The task
Your answer should hold all lines of the entries that include the word "object".
** Opening Information block **
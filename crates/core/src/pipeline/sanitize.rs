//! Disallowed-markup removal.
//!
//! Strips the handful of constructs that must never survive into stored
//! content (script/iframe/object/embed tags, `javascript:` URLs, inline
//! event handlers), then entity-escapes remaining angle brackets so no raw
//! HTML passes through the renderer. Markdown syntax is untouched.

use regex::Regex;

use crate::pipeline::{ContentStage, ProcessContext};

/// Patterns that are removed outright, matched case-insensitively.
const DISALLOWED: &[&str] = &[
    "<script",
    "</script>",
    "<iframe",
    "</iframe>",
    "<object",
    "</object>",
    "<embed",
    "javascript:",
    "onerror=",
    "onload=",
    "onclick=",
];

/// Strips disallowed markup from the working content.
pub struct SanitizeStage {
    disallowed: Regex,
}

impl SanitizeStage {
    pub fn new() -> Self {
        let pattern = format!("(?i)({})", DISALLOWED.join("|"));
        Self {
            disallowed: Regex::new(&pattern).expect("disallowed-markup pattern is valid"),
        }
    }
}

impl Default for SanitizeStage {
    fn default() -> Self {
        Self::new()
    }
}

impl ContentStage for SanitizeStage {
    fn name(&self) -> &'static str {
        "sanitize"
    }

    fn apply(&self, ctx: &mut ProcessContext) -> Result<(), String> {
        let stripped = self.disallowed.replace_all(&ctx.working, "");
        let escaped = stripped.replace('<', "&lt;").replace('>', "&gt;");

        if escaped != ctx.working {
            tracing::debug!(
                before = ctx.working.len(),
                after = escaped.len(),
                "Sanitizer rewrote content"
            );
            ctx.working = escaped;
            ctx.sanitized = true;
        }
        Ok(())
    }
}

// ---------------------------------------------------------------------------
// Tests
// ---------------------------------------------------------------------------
** Closing Information block **
** Opening Information block **
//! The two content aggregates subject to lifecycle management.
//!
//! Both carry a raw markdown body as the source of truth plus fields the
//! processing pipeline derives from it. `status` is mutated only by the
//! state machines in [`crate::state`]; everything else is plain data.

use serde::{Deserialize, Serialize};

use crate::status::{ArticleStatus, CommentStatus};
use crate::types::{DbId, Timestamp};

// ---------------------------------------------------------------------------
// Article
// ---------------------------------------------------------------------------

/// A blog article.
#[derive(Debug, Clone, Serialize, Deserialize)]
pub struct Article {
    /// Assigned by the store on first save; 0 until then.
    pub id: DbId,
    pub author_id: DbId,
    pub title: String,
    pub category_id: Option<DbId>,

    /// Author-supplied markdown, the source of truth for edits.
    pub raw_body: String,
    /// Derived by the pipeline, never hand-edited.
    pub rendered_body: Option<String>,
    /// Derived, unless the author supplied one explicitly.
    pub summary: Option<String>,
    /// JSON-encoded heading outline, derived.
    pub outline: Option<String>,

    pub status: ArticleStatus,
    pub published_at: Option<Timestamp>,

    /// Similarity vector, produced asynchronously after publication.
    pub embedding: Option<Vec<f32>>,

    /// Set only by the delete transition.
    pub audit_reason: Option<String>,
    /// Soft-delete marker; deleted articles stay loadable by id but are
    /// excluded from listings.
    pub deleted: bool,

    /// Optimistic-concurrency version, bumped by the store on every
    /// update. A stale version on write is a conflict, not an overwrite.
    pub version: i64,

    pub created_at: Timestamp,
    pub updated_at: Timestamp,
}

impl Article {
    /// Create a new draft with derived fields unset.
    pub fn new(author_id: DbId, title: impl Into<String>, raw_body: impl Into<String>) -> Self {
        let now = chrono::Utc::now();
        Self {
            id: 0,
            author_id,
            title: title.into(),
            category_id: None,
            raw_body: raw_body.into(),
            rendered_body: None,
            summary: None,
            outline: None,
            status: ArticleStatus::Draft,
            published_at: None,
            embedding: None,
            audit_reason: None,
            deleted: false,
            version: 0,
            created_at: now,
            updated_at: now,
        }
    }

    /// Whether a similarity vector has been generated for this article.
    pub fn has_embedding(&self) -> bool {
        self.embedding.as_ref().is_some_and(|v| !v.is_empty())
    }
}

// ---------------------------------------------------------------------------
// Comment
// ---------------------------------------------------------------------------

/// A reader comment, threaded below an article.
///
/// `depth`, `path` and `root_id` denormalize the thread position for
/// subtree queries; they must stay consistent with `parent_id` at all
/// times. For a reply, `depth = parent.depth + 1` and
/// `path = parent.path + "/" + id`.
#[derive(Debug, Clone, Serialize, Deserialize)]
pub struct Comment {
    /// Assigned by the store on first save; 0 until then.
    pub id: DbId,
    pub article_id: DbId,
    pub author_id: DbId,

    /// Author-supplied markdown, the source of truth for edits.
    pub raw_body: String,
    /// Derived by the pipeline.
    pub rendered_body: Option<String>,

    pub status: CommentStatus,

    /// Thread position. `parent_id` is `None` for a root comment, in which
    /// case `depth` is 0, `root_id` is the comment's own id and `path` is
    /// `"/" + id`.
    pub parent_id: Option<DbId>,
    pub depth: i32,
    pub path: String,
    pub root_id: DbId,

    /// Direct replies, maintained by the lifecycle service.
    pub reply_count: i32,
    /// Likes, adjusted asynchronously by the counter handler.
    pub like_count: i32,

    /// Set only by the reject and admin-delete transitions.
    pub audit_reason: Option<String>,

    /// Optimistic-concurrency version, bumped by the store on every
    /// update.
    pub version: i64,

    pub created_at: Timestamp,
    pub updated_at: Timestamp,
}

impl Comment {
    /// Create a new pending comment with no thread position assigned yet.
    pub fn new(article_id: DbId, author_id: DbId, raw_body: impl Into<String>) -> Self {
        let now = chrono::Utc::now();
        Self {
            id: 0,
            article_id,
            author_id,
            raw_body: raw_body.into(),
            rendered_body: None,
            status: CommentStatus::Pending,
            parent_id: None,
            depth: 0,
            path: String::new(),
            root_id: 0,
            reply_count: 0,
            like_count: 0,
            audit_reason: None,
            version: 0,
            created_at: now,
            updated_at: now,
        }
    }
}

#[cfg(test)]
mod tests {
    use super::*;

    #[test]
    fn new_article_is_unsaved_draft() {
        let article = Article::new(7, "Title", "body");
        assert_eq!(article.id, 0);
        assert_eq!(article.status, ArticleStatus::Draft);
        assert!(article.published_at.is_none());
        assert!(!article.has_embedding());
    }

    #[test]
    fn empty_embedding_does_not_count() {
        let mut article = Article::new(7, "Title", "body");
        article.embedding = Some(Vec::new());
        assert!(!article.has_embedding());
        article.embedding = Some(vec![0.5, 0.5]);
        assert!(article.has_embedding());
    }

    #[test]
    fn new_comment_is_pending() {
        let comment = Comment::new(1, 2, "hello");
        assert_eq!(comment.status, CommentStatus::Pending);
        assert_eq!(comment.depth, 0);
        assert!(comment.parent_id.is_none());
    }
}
** Closing Information block **
Solved exercise
//! content (script/iframe/object/embed tags, `javascript:` URLs, inline
    "<object",
    "</object>",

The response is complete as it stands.